YOUR GOAL: Could you filter the records below and return each line that holds "impl"?

------ INFORMATION ------

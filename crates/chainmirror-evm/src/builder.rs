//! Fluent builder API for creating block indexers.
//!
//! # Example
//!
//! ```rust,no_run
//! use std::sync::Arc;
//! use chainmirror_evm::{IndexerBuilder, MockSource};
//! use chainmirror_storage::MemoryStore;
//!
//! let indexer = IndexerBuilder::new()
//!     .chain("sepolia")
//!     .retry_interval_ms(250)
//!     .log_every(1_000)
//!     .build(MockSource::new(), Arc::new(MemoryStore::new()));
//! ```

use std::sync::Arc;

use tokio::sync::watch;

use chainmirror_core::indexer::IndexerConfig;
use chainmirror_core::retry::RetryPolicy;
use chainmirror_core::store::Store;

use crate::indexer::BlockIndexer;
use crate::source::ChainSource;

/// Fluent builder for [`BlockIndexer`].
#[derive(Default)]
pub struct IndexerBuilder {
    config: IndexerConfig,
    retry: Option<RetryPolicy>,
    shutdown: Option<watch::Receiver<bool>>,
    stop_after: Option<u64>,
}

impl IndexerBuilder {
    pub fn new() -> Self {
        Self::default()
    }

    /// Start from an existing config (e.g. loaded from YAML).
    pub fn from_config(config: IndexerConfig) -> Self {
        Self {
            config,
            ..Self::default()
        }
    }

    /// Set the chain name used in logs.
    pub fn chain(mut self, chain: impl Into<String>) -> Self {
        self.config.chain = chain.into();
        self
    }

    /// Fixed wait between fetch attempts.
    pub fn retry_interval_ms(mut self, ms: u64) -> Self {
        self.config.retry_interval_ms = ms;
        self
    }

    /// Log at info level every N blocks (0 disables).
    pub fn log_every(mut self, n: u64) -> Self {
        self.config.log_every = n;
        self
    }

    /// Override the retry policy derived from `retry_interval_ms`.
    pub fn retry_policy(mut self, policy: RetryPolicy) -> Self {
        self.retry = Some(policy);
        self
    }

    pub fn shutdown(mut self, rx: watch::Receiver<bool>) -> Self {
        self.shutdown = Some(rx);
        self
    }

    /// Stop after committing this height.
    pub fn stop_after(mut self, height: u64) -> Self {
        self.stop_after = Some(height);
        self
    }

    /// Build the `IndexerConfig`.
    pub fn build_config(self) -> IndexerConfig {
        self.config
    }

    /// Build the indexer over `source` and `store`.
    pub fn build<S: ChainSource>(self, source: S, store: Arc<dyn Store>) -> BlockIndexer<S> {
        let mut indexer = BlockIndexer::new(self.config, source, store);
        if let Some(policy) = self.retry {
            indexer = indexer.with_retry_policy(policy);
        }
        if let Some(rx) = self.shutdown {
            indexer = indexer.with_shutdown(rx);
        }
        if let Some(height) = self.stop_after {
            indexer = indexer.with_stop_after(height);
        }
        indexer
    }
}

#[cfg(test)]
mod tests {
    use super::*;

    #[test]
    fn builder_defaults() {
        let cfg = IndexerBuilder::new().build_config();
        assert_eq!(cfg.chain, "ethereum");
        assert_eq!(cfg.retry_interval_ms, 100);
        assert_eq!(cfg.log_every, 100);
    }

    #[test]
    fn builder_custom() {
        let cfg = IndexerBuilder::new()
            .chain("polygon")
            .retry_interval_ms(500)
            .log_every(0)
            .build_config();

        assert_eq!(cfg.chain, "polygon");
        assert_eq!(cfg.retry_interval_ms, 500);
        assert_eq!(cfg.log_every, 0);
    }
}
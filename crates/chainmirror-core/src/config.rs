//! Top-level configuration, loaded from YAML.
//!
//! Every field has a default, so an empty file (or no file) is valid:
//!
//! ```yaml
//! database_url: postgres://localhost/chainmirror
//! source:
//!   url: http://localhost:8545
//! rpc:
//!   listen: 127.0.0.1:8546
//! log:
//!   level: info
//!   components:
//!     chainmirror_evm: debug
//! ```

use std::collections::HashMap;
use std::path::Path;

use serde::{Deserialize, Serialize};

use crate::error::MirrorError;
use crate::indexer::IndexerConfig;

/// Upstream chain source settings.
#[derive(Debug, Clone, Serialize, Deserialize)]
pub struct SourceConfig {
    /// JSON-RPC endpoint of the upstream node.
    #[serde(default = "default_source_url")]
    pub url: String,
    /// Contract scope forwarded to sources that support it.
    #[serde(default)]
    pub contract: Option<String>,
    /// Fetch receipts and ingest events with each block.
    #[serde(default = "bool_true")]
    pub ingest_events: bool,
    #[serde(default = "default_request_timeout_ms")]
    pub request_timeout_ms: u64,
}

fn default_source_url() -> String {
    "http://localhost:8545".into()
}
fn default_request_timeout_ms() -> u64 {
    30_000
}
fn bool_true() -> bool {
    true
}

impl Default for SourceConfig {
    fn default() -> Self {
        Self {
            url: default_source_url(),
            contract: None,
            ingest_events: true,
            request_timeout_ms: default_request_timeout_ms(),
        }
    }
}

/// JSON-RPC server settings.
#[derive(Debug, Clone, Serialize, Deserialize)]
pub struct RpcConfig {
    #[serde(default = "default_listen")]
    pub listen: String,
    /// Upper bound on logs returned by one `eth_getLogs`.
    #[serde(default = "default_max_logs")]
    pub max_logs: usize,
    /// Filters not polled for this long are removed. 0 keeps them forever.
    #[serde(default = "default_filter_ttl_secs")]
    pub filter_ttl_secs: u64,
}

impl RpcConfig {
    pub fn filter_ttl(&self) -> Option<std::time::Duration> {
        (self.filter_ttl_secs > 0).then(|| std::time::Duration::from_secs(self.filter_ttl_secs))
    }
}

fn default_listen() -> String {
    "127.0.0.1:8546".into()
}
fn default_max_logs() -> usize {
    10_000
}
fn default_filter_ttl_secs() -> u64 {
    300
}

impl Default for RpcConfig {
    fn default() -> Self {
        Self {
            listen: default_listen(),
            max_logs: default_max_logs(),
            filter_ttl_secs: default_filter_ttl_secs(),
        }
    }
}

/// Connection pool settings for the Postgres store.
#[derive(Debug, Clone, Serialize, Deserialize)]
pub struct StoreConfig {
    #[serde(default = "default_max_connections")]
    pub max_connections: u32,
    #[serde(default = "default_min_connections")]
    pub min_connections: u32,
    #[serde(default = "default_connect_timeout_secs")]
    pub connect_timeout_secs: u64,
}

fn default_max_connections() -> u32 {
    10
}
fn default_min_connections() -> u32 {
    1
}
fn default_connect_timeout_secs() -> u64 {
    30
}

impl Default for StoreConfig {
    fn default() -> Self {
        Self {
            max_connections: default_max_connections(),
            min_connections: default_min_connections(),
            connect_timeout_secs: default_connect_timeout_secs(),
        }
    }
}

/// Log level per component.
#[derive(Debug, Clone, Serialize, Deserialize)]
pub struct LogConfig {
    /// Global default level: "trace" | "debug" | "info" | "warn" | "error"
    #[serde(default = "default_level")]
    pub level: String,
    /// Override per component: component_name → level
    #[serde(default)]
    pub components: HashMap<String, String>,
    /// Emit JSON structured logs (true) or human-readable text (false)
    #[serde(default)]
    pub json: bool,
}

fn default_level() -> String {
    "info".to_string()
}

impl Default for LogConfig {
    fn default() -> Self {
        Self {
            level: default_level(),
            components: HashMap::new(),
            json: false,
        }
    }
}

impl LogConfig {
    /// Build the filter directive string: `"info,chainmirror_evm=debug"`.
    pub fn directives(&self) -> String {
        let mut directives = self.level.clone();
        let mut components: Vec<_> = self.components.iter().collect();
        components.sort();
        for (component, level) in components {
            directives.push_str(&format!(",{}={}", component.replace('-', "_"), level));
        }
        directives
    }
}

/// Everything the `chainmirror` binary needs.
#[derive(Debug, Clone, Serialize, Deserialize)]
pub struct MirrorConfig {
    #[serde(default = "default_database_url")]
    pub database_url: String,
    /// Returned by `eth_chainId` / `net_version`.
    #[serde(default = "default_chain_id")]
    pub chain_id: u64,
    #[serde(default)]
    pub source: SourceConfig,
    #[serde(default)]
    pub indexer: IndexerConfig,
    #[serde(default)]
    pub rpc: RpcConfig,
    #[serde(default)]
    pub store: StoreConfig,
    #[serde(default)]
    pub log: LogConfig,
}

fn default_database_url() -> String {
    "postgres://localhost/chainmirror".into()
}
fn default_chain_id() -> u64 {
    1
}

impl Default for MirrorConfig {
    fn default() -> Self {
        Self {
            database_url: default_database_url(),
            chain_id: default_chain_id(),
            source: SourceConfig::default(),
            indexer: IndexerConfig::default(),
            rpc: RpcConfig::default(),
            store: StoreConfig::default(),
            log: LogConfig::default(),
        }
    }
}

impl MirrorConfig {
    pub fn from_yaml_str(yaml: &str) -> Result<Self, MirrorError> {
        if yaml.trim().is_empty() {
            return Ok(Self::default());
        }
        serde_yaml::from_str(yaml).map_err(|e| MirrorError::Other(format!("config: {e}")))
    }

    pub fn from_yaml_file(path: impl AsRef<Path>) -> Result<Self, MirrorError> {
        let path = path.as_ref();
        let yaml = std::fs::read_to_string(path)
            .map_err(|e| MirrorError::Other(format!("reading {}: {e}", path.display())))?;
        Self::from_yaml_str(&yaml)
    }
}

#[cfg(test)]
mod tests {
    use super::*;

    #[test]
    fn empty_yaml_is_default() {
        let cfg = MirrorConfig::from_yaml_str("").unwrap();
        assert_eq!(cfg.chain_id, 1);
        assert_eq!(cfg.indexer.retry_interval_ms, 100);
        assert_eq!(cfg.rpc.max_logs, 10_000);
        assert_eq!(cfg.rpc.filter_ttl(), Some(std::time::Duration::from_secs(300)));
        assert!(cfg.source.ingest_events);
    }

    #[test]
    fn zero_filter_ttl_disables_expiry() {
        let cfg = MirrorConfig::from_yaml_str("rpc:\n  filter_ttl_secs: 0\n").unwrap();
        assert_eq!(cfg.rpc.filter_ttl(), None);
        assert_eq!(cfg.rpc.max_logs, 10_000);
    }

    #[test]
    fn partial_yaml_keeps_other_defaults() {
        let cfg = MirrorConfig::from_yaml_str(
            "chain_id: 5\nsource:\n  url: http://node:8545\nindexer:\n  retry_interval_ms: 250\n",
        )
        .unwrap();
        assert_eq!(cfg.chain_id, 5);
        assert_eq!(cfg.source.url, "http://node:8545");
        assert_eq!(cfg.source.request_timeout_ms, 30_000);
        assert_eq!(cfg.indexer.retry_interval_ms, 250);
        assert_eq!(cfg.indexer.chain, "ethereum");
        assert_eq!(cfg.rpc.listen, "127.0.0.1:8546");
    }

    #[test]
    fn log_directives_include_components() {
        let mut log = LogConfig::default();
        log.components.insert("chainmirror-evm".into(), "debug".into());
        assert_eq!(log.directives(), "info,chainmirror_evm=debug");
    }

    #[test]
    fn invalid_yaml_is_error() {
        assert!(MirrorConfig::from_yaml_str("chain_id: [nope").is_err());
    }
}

------

ANSWER TO THE PROBLEM:
impl IndexerBuilder {
    pub fn chain(mut self, chain: impl Into<String>) -> Self {
impl Default for SourceConfig {
impl RpcConfig {
impl Default for RpcConfig {
impl Default for StoreConfig {
impl Default for LogConfig {
impl LogConfig {
impl Default for MirrorConfig {
impl MirrorConfig {
    pub fn from_yaml_file(path: impl AsRef<Path>) -> Result<Self, MirrorError> {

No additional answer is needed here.